>>>

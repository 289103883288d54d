use log::info;

mod error;
mod grid;
mod parse;

mod day01;
mod day02;
mod day03;
mod day04;
mod day05;
mod day06;
mod day07;
mod day08;
mod day09;
mod day10;
mod day11;
mod day12;
mod day13;
mod day14;
mod day15;
mod day16;
mod day17;
mod day18;
mod day20;
mod day21;
mod day22;
mod day23;
mod day24;
mod day25;

use error::{Error, Result};

type Solver = fn(u8, &str) -> Result<String>;

const DAYS: [Option<Solver>; 25] = [
    Some(day01::solve), Some(day02::solve), Some(day03::solve), Some(day04::solve), Some(day05::solve),
    Some(day06::solve), Some(day07::solve), Some(day08::solve), Some(day09::solve), Some(day10::solve),
    Some(day11::solve), Some(day12::solve), Some(day13::solve), Some(day14::solve), Some(day15::solve),
    Some(day16::solve), Some(day17::solve), Some(day18::solve), None, Some(day20::solve),
    Some(day21::solve), Some(day22::solve), Some(day23::solve), Some(day24::solve), Some(day25::solve),
];

fn solver(day: usize) -> Result<Solver> {
    day.checked_sub(1).and_then(|ix| DAYS.get(ix).copied().flatten()).ok_or(Error::UnknownDay(day))
}

fn main() -> std::result::Result<(), Box<dyn std::error::Error>> {
    env_logger::init();

    let args = std::env::args().collect::<Vec<_>>();
    let (day_arg, part_arg, fname) = match &args[..] {
        [_, day_arg, part_arg] => (day_arg, part_arg, format!("day{}.in", day_arg)),
        [_, day_arg, test_arg, part_arg] => (day_arg, part_arg, format!("day{}test{}.in", day_arg, test_arg)),
        _ => {
            println!("exactly two or three arguments expected - day number, optionally test number and 1/2 for part");
            std::process::exit(1);
        }
    };
    if part_arg != "1" && part_arg != "2" {
        println!("part must be 1 or 2, got {}", part_arg);
        std::process::exit(1);
    }

    let solve = solver(day_arg.parse()?)?;
    info!("reading {}", fname);
    let input = std::fs::read_to_string(&fname).map_err(Error::from)?;
    let time = std::time::Instant::now();
    println!("{}", solve(part_arg.parse()?, &input)?);
    info!("{} seconds elapsed", time.elapsed().as_secs_f32());
    Ok(())
}

#[cfg(test)]
mod tests {
    use super::*;

    #[test]
    fn day_table_covers_every_day_but_19() {
        assert!(solver(1).is_ok());
        assert!(solver(25).is_ok());
        assert!(matches!(solver(19), Err(Error::UnknownDay(19))));
        assert!(matches!(solver(0), Err(Error::UnknownDay(0))));
        assert!(matches!(solver(26), Err(Error::UnknownDay(26))));
    }
}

<<<

TASK ITEM: Restate the records above exactly.

TASK RESULT:
repository 289103883288d54d
use log::info;

mod error;
mod grid;
mod parse;

mod day01;
mod day02;
mod day03;
mod day04;
mod day05;
mod day06;
mod day07;
mod day08;
mod day09;
mod day10;
mod day11;
mod day12;
mod day13;
mod day14;
mod day15;
mod day16;
mod day17;
mod day18;
mod day20;
mod day21;
mod day22;
mod day23;
mod day24;
mod day25;

use error::{Error, Result};

type Solver = fn(u8, &str) -> Result<String>;

const DAYS: [Option<Solver>; 25] = [
    Some(day01::solve), Some(day02::solve), Some(day03::solve), Some(day04::solve), Some(day05::solve),
    Some(day06::solve), Some(day07::solve), Some(day08::solve), Some(day09::solve), Some(day10::solve),
    Some(day11::solve), Some(day12::solve), Some(day13::solve), Some(day14::solve), Some(day15::solve),
    Some(day16::solve), Some(day17::solve), Some(day18::solve), None, Some(day20::solve),
    Some(day21::solve), Some(day22::solve), Some(day23::solve), Some(day24::solve), Some(day25::solve),
];

fn solver(day: usize) -> Result<Solver> {
    day.checked_sub(1).and_then(|ix| DAYS.get(ix).copied().flatten()).ok_or(Error::UnknownDay(day))
}

fn main() -> std::result::Result<(), Box<dyn std::error::Error>> {
    env_logger::init();

    let args = std::env::args().collect::<Vec<_>>();
    let (day_arg, part_arg, fname) = match &args[..] {
        [_, day_arg, part_arg] => (day_arg, part_arg, format!("day{}.in", day_arg)),
        [_, day_arg, test_arg, part_arg] => (day_arg, part_arg, format!("day{}test{}.in", day_arg, test_arg)),
        _ => {
            println!("exactly two or three arguments expected - day number, optionally test number and 1/2 for part");
            std::process::exit(1);
        }
    };
    if part_arg != "1" && part_arg != "2" {
        println!("part must be 1 or 2, got {}", part_arg);
        std::process::exit(1);
    }

    let solve = solver(day_arg.parse()?)?;
    info!("reading {}", fname);
    let input = std::fs::read_to_string(&fname).map_err(Error::from)?;
    let time = std::time::Instant::now();
    println!("{}", solve(part_arg.parse()?, &input)?);
    info!("{} seconds elapsed", time.elapsed().as_secs_f32());
    Ok(())
}

#[cfg(test)]
mod tests {
    use super::*;

    #[test]
    fn day_table_covers_every_day_but_19() {
        assert!(solver(1).is_ok());
        assert!(solver(25).is_ok());
        assert!(matches!(solver(19), Err(Error::UnknownDay(19))));
        assert!(matches!(solver(0), Err(Error::UnknownDay(0))));
        assert!(matches!(solver(26), Err(Error::UnknownDay(26))));
    }
}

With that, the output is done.